• [WHAT IS BEING ASKED]:
Look below for the line that contains "cell by id.", then copy it and each following line exactly, through and including the line that contains "let mut decisions = 0;".

• [EXTRACTED ENTRIES]:

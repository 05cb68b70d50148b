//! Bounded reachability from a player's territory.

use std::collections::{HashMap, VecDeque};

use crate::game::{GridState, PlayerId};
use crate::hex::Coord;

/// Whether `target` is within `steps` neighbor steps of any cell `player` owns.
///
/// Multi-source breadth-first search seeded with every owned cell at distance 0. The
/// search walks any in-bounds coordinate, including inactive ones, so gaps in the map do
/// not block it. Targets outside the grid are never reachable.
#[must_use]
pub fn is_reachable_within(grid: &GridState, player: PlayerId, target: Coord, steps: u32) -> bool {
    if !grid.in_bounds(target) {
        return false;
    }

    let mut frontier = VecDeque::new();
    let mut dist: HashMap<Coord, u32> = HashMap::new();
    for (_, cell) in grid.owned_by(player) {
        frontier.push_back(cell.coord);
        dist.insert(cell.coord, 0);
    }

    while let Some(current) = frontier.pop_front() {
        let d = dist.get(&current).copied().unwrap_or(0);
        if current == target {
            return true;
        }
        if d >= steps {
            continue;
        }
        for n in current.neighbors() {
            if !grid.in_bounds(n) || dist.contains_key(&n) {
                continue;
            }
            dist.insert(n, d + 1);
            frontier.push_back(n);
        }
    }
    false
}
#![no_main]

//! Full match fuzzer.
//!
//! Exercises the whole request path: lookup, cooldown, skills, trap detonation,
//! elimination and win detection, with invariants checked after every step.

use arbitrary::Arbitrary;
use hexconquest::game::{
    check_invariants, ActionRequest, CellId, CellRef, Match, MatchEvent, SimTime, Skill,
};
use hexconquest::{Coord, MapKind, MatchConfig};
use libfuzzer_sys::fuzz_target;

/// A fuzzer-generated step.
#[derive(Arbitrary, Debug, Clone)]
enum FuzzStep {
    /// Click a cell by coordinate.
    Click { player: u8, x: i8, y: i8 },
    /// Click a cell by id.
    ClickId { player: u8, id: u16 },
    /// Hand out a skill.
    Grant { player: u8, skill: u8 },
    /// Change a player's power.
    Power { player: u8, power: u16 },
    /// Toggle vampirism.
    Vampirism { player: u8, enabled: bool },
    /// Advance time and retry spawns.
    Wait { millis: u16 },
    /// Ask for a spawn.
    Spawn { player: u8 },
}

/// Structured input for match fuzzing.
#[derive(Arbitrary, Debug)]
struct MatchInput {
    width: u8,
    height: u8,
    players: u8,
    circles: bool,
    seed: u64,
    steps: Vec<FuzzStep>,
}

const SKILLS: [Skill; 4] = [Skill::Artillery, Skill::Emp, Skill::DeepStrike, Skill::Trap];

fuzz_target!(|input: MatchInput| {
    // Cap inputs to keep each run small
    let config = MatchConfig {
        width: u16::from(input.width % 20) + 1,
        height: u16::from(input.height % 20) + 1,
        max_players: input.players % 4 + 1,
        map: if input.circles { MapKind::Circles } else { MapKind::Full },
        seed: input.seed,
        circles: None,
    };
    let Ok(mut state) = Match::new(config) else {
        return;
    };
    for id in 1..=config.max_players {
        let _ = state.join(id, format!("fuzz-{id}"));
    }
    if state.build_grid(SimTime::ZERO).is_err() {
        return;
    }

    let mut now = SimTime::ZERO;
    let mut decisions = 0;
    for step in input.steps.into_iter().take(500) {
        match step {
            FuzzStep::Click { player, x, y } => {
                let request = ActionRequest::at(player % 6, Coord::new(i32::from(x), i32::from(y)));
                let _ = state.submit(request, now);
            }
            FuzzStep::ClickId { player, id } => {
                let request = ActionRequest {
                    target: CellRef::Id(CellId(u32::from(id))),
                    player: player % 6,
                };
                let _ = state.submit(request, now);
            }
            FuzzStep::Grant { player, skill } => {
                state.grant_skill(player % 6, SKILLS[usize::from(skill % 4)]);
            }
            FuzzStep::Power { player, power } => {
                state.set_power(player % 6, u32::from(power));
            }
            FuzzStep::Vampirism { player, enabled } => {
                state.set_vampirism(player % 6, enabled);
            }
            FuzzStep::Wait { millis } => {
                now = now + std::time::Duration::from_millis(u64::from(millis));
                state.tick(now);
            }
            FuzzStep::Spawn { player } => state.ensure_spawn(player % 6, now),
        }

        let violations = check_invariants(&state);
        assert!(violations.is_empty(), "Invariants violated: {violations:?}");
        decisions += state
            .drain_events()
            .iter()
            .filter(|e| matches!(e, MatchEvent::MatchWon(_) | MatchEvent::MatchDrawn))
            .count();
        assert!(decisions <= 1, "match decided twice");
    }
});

• [ANSWER TO THIS EXERCISE]:
    /// Click a cell by id.
    ClickId { player: u8, id: u16 },
    /// Hand out a skill.
    Grant { player: u8, skill: u8 },
    /// Change a player's power.
    Power { player: u8, power: u16 },
    /// Toggle vampirism.
    Vampirism { player: u8, enabled: bool },
    /// Advance time and retry spawns.
    Wait { millis: u16 },
    /// Ask for a spawn.
    Spawn { player: u8 },
}

/// Structured input for match fuzzing.
#[derive(Arbitrary, Debug)]
struct MatchInput {
    width: u8,
    height: u8,
    players: u8,
    circles: bool,
    seed: u64,
    steps: Vec<FuzzStep>,
}

const SKILLS: [Skill; 4] = [Skill::Artillery, Skill::Emp, Skill::DeepStrike, Skill::Trap];

fuzz_target!(|input: MatchInput| {
    // Cap inputs to keep each run small
    let config = MatchConfig {
        width: u16::from(input.width % 20) + 1,
        height: u16::from(input.height % 20) + 1,
        max_players: input.players % 4 + 1,
        map: if input.circles { MapKind::Circles } else { MapKind::Full },
        seed: input.seed,
        circles: None,
    };
    let Ok(mut state) = Match::new(config) else {
        return;
    };
    for id in 1..=config.max_players {
        let _ = state.join(id, format!("fuzz-{id}"));
    }
    if state.build_grid(SimTime::ZERO).is_err() {
        return;
    }

    let mut now = SimTime::ZERO;
    let mut decisions = 0;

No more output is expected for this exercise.